Original art on eBay: David the Shepherd King

UPDATE: £800 (Feb 2014) 

Bill Storie (a fellow Mike Noble fan) was kind enough to let me know that there is another piece of original art by Frank Bellamy on eBay being sold by s.o-s and I'm glad he did. (Ebay take note: your alert system misses things!)



This comes from 22 November 1958 issue (the seller states 12th November) and interestingly comes with a letter of provenance "detailing how my father purchased the artwork from Nancy Bellamy after [Frank's] death The artwork extends to 18 inch high by 14 inch wide approx"

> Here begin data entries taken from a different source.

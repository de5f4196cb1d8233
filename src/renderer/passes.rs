
use bitflags::bitflags;
use glam::Vec3;

use crate::renderer::context::VisibleRenderer;
use crate::renderer::shader_lib::{passes, queues, RenderLayers};
use crate::scene::RendererId;

bitflags! {
    /// Per-object data the host binds for a draw.
    #[derive(Debug, Clone, Copy, PartialEq, Eq, Hash, Default)]
    pub struct PerObjectData: u32 {
        const LIGHTMAPS = 1;
        const LIGHT_PROBE = 1 << 1;
        const REFLECTION_PROBES = 1 << 2;
    }
}

/// Inclusive render-queue interval.
#[derive(Debug, Clone, Copy, PartialEq, Eq)]
pub struct RenderQueueRange {
    pub lower: i32,
    pub upper: i32,
}

impl RenderQueueRange {
    pub const OPAQUE: Self = Self {
        lower: 0,
        upper: queues::GEOMETRY_LAST,
    };
    pub const TRANSPARENT: Self = Self {
        lower: queues::GEOMETRY_LAST + 1,
        upper: queues::MAX,
    };
    pub const ALL: Self = Self {
        lower: 0,
        upper: queues::MAX,
    };

    pub fn contains(&self, queue: i32) -> bool {
        (self.lower..=self.upper).contains(&queue)
    }
}

#[derive(Debug, Clone, Copy, PartialEq, Eq)]
pub enum SortMode {
    /// Front to back, for early depth rejection.
    CommonOpaque,
    /// Back to front, for blending.
    CommonTransparent,
}

#[derive(Debug, Clone, PartialEq)]
pub struct DrawSettings {
    /// Shader passes drawn per object, in order.
    pub shader_passes: Vec<&'static str>,
    pub sort: SortMode,
    pub per_object: PerObjectData,
    pub dynamic_batching: bool,
    pub camera_position: Vec3,
}

impl DrawSettings {
    pub fn new(shader_pass: &'static str, sort: SortMode, camera_position: Vec3) -> Self {
        Self {
            shader_passes: vec![shader_pass],
            sort,
            per_object: PerObjectData::empty(),
            dynamic_batching: false,
            camera_position,
        }
    }

    pub fn with_pass(mut self, shader_pass: &'static str) -> Self {
        self.shader_passes.push(shader_pass);
        self
    }

    pub fn with_per_object(mut self, per_object: PerObjectData) -> Self {
        self.per_object = per_object;
        self
    }

    pub fn with_dynamic_batching(mut self) -> Self {
        self.dynamic_batching = true;
        self
    }
}

/// Which visible renderers a draw accepts.
#[derive(Debug, Clone, Copy, PartialEq)]
pub struct FilterSettings {
    pub queue_range: RenderQueueRange,
    /// Object layers, tested as `1 << layer`.
    pub layer_mask: u32,
    /// Renderer layers that must all be present.
    pub required_layers: RenderLayers,
    /// Renderer layers that must all be absent.
    pub excluded_layers: RenderLayers,
}

impl FilterSettings {
    pub fn new(queue_range: RenderQueueRange, layer_mask: u32) -> Self {
        Self {
            queue_range,
            layer_mask,
            required_layers: RenderLayers::empty(),
            excluded_layers: RenderLayers::empty(),
        }
    }

    pub fn requiring(mut self, layers: RenderLayers) -> Self {
        self.required_layers = layers;
        self
    }

    pub fn excluding(mut self, layers: RenderLayers) -> Self {
        self.excluded_layers = layers;
        self
    }

    pub fn accepts(&self, renderer: &VisibleRenderer) -> bool {
        let layer_bit = 1u32.checked_shl(renderer.layer).unwrap_or(0);
        self.queue_range.contains(renderer.render_queue)
            && self.layer_mask & layer_bit != 0
            && renderer.rendering_layers.contains(self.required_layers)
            && !renderer.rendering_layers.intersects(self.excluded_layers)
    }
}

/// The renderers a draw would submit, in submission order.
pub fn filter_and_sort(
    renderers: &[VisibleRenderer],
    draw: &DrawSettings,
    filter: &FilterSettings,
) -> Vec<RendererId> {
    let mut accepted: Vec<(f32, i32, RendererId)> = renderers
        .iter()
        .filter(|r| filter.accepts(r))
        .map(|r| {
            let distance = (r.bounds.center() - draw.camera_position).length_squared();
            (distance, r.render_queue, r.id)
        })
        .collect();

    // Queue order always wins; distance breaks ties inside a queue.
    accepted.sort_by(|a, b| {
        a.1.cmp(&b.1).then_with(|| match draw.sort {
            SortMode::CommonOpaque => a.0.total_cmp(&b.0),
            SortMode::CommonTransparent => b.0.total_cmp(&a.0),
        })
    });

    accepted.into_iter().map(|(_, _, id)| id).collect()
}

/// Which objects a pass routes by lightmap state.
#[derive(Debug, Clone, Copy, PartialEq, Eq)]
pub enum LightmapRouting {
    Lightmapped,
    Dynamic,
    Any,
}

/// One entry of the fixed draw schedule.
#[derive(Debug, Clone, Copy, PartialEq, Eq)]
pub struct PassDescriptor {
    pub shader_passes: &'static [&'static str],
    pub queue_range: RenderQueueRange,
    pub routing: LightmapRouting,
    pub sort: SortMode,
    pub per_object: PerObjectData,
    pub dynamic_batching: bool,
}

impl PassDescriptor {
    pub fn draw_settings(&self, camera_position: Vec3) -> DrawSettings {
        let mut names = self.shader_passes.iter().copied();
        let first = names.next().unwrap_or(passes::BASE_PASS);
        let settings = names
            .fold(
                DrawSettings::new(first, self.sort, camera_position),
                DrawSettings::with_pass,
            )
            .with_per_object(self.per_object);
        if self.dynamic_batching {
            settings.with_dynamic_batching()
        } else {
            settings
        }
    }

    pub fn filter_settings(&self, layer_mask: u32) -> FilterSettings {
        let filter = FilterSettings::new(self.queue_range, layer_mask);
        match self.routing {
            LightmapRouting::Lightmapped => filter.requiring(RenderLayers::BAKED_LIGHTMAPS),
            LightmapRouting::Dynamic => filter.excluding(RenderLayers::BAKED_LIGHTMAPS),
            LightmapRouting::Any => filter,
        }
    }
}

const OPAQUE_DATA: PerObjectData = PerObjectData::LIGHTMAPS.union(PerObjectData::LIGHT_PROBE);
const REFLECTIVE_DATA: PerObjectData = OPAQUE_DATA.union(PerObjectData::REFLECTION_PROBES);

/// Opaque passes, drawn before the skybox.
pub const OPAQUE_PASSES: [PassDescriptor; 4] = [
    PassDescriptor {
        shader_passes: &[passes::MIXED],
        queue_range: RenderQueueRange::OPAQUE,
        routing: LightmapRouting::Lightmapped,
        sort: SortMode::CommonOpaque,
        per_object: OPAQUE_DATA,
        dynamic_batching: true,
    },
    PassDescriptor {
        shader_passes: &[passes::MIXED_REFLECTIVE],
        queue_range: RenderQueueRange::OPAQUE,
        routing: LightmapRouting::Lightmapped,
        sort: SortMode::CommonOpaque,
        per_object: REFLECTIVE_DATA,
        dynamic_batching: true,
    },
    PassDescriptor {
        shader_passes: &[passes::DYNAMIC],
        queue_range: RenderQueueRange::OPAQUE,
        routing: LightmapRouting::Dynamic,
        sort: SortMode::CommonOpaque,
        per_object: OPAQUE_DATA,
        dynamic_batching: true,
    },
    PassDescriptor {
        shader_passes: &[passes::DYNAMIC_REFLECTIVE],
        queue_range: RenderQueueRange::OPAQUE,
        routing: LightmapRouting::Dynamic,
        sort: SortMode::CommonOpaque,
        per_object: REFLECTIVE_DATA,
        dynamic_batching: true,
    },
];

/// Depth prime then transparent colour, drawn after the skybox.
pub const TRANSPARENT_PASS: PassDescriptor = PassDescriptor {
    shader_passes: &[passes::ZPRIME, passes::TRANSPARENT],
    queue_range: RenderQueueRange::TRANSPARENT,
    routing: LightmapRouting::Any,
    sort: SortMode::CommonTransparent,
    per_object: PerObjectData::empty(),
    dynamic_batching: false,
};
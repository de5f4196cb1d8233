use std::collections::{HashMap, HashSet};

use glam::{Mat4, Vec4};

use crate::renderer::casters::RendererProperties;
use crate::renderer::commands::{Command, CommandBuffer};
use crate::renderer::context::{RenderContext, VisibleRenderer};
use crate::renderer::passes::{filter_and_sort, DrawSettings, FilterSettings, PerObjectData};
use crate::scene::{Camera, RendererId};

#[derive(Clone, Debug, PartialEq)]
pub enum GlobalValue {
    Float(f32),
    Vector(Vec4),
    VectorArray(Vec<Vec4>),
    MatrixArray(Vec<Mat4>),
}

#[derive(Clone, Copy, Debug, PartialEq)]
pub struct DrawnRenderer {
    pub id: RendererId,
    pub shadow_index: f32,
}

#[derive(Clone, Debug, PartialEq)]
pub enum ContextEvent {
    ExecuteCommandBuffer {
        name: String,
        commands: Vec<Command>,
    },
    SetupCamera {
        camera: String,
    },
    DrawRenderers {
        shader_passes: Vec<&'static str>,
        per_object: PerObjectData,
        drawn: Vec<DrawnRenderer>,
    },
    DrawSkybox {
        camera: String,
    },
    Submit,
}

/// A [`RenderContext`] that keeps every call in memory.
///
/// Global shader state is tracked the way a GPU backend would see it after
/// executing the recorded buffers, so callers can query the values the
/// shaders would read.
#[derive(Debug, Default)]
pub struct RecordingContext {
    events: Vec<ContextEvent>,
    globals: HashMap<&'static str, GlobalValue>,
    keywords: HashSet<&'static str>,
}

impl RecordingContext {
    pub fn new() -> Self {
        Self::default()
    }

    pub fn events(&self) -> &[ContextEvent] {
        &self.events
    }

    pub fn clear_events(&mut self) {
        self.events.clear();
    }

    pub fn global(&self, name: &str) -> Option<&GlobalValue> {
        self.globals.get(name)
    }

    pub fn global_float(&self, name: &str) -> Option<f32> {
        match self.global(name)? {
            GlobalValue::Float(value) => Some(*value),
            _ => None,
        }
    }

    pub fn global_vector(&self, name: &str) -> Option<Vec4> {
        match self.global(name)? {
            GlobalValue::Vector(value) => Some(*value),
            _ => None,
        }
    }

    pub fn global_vector_array(&self, name: &str) -> Option<&[Vec4]> {
        match self.global(name)? {
            GlobalValue::VectorArray(values) => Some(values),
            _ => None,
        }
    }

    pub fn global_matrix_array(&self, name: &str) -> Option<&[Mat4]> {
        match self.global(name)? {
            GlobalValue::MatrixArray(values) => Some(values),
            _ => None,
        }
    }

    pub fn keyword_enabled(&self, keyword: &str) -> bool {
        self.keywords.contains(keyword)
    }

    /// Names of the executed command buffers, in order.
    pub fn command_buffer_names(&self) -> Vec<&str> {
        self.events
            .iter()
            .filter_map(|event| match event {
                ContextEvent::ExecuteCommandBuffer { name, .. } => Some(name.as_str()),
                _ => None,
            })
            .collect()
    }

    /// Every executed command, flattened across buffers.
    pub fn executed_commands(&self) -> impl Iterator<Item = &Command> {
        self.events.iter().flat_map(|event| match event {
            ContextEvent::ExecuteCommandBuffer { commands, .. } => commands.as_slice(),
            _ => &[][..],
        })
    }

    /// Renderers drawn through `DrawRenderer` commands (shadow casters).
    pub fn single_draws(&self) -> Vec<RendererId> {
        self.executed_commands()
            .filter_map(|command| match command {
                Command::DrawRenderer { renderer, .. } => Some(*renderer),
                _ => None,
            })
            .collect()
    }

    pub fn draw_calls(&self) -> impl Iterator<Item = (&[&'static str], &[DrawnRenderer])> {
        self.events.iter().filter_map(|event| match event {
            ContextEvent::DrawRenderers {
                shader_passes,
                drawn,
                ..
            } => Some((shader_passes.as_slice(), drawn.as_slice())),
            _ => None,
        })
    }

    pub fn submit_count(&self) -> usize {
        self.events
            .iter()
            .filter(|event| matches!(event, ContextEvent::Submit))
            .count()
    }

    fn apply(&mut self, command: &Command) {
        match command {
            Command::SetGlobalFloat { name, value } => {
                self.globals.insert(*name, GlobalValue::Float(*value));
            }
            Command::SetGlobalVector { name, value } => {
                self.globals.insert(*name, GlobalValue::Vector(*value));
            }
            Command::SetGlobalVectorArray { name, values } => {
                self.globals
                    .insert(*name, GlobalValue::VectorArray(values.clone()));
            }
            Command::SetGlobalMatrixArray { name, values } => {
                self.globals
                    .insert(*name, GlobalValue::MatrixArray(values.clone()));
            }
            Command::EnableKeyword(keyword) => {
                self.keywords.insert(*keyword);
            }
            Command::DisableKeyword(keyword) => {
                self.keywords.remove(*keyword);
            }
            _ => {}
        }
    }
}

impl RenderContext for RecordingContext {
    fn execute_command_buffer(&mut self, cmd: &CommandBuffer) {
        for command in cmd.commands() {
            self.apply(command);
        }
        self.events.push(ContextEvent::ExecuteCommandBuffer {
            name: cmd.name.clone(),
            commands: cmd.commands().to_vec(),
        });
    }

    fn setup_camera_properties(&mut self, camera: &Camera) {
        self.events.push(ContextEvent::SetupCamera {
            camera: camera.name.clone(),
        });
    }

    fn draw_renderers(
        &mut self,
        renderers: &[VisibleRenderer],
        draw: &DrawSettings,
        filter: &FilterSettings,
        properties: &RendererProperties,
    ) {
        let drawn = filter_and_sort(renderers, draw, filter)
            .into_iter()
            .map(|id| DrawnRenderer {
                id,
                shadow_index: properties.shadow_index(id),
            })
            .collect();

        self.events.push(ContextEvent::DrawRenderers {
            shader_passes: draw.shader_passes.clone(),
            per_object: draw.per_object,
            drawn,
        });
    }

    fn draw_skybox(&mut self, camera: &Camera) {
        self.events.push(ContextEvent::DrawSkybox {
            camera: camera.name.clone(),
        });
    }

    fn submit(&mut self) {
        self.events.push(ContextEvent::Submit);
    }
}
use thiserror::Error;

use crate::renderer::lights::LightKind;

/// Failures raised inside the pipeline's components.
///
/// None of these escape a frame; the pipeline logs them and renders on with
/// less (no shadow, a dark light slot, or one camera fewer).
#[derive(Error, Debug, Clone, PartialEq)]
pub enum PipelineError {
    /// All shadow atlas slots are taken.
    #[error(
        "There are already the maximum allowed active shadow casters in the scene ({capacity}). \
         Remove or disable one of the other shadow casters first before adding another."
    )]
    ShadowCasterCapacity { capacity: usize },

    /// The light kind has no packing formula.
    #[error("Unsupported light type '{kind:?}' on light '{light}'")]
    UnsupportedLightType { light: String, kind: LightKind },

    /// The camera cannot produce culling parameters this frame.
    #[error("Culling failed for camera '{camera}': {reason}")]
    CullingFailed { camera: String, reason: String },
}

pub type Result<T> = std::result::Result<T, PipelineError>;
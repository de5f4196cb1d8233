use glam::{Mat4, UVec2, Vec3};

#[derive(Clone, Debug)]
pub struct Camera {
    pub name: String,
    pub eye: Vec3,
    pub target: Vec3,
    pub up: Vec3,
    pub fov_y_radians: f32,
    pub near: f32,
    pub far: f32,
    /// Pixel size of the camera's target.
    pub pixel_size: UVec2,
    /// Object layers this camera renders (bit per layer).
    pub culling_mask: u32,
    pub enabled: bool,
}

impl Camera {
    pub fn new(name: impl Into<String>, eye: Vec3, target: Vec3) -> Self {
        Self {
            name: name.into(),
            eye,
            target,
            ..Self::default()
        }
    }

    /// World-to-camera matrix; view space looks down -Z.
    pub fn view(&self) -> Mat4 {
        Mat4::look_at_rh(self.eye, self.target, self.up)
    }

    pub fn aspect(&self) -> f32 {
        self.pixel_size.x as f32 / self.pixel_size.y.max(1) as f32
    }

    pub fn proj(&self) -> Mat4 {
        Mat4::perspective_rh(self.fov_y_radians, self.aspect(), self.near, self.far)
    }

    pub fn view_proj(&self) -> Mat4 {
        self.proj() * self.view()
    }

    pub fn position(&self) -> Vec3 {
        self.eye
    }

    pub fn has_viewport_area(&self) -> bool {
        self.pixel_size.x > 0 && self.pixel_size.y > 0
    }
}

impl Default for Camera {
    fn default() -> Self {
        Self {
            name: "Main Camera".to_string(),
            eye: Vec3::new(0.0, 0.0, 3.0),
            target: Vec3::ZERO,
            up: Vec3::Y,
            fov_y_radians: 60f32.to_radians(),
            near: 0.1,
            far: 100.0,
            pixel_size: UVec2::new(1280, 720),
            culling_mask: u32::MAX,
            enabled: true,
        }
    }
}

This is offered as a 'Buy It Now' at £800 or 'Make an offer' and ends on the 24 February

I've included a scan of the originally published page for your pleasure along with the seller's pictures




You can see it's faded, but as Bill says "the linework still looks wonderfully sharp and clear"

Eagle 22 November 1958


Frank Bellamy and Gerry Anderson: The Vintage Comic Collection

Just as I wrote about a future reprint of Frank Bellamy' "Happy Warrior", I received my first five volumes of my subscription to the new Gerry Anderson: The Vintage Comic Collection.
#1-5 of Eaglmoss' under-advertised Gerry Anderson reprints

You might have seen a TV advert over the New Year from Eaglemoss, the publishers of the Marvel Chess partwork. The company (according to their site) had a global turnover (in 2011) estimated "to reach €230M generated across more than 150 collections published in 35 markets and in 20 different languages. More than 50% of the group turnover arises outside the EU. We dominate the Eastern European and Russian language markets and invest to become leading publishers in Japan and the other BRIC countries. We are launching approximately 80 collections every year as independent publishers or in partnership with other publishers". [Link supplied by me as it was a new term to me!]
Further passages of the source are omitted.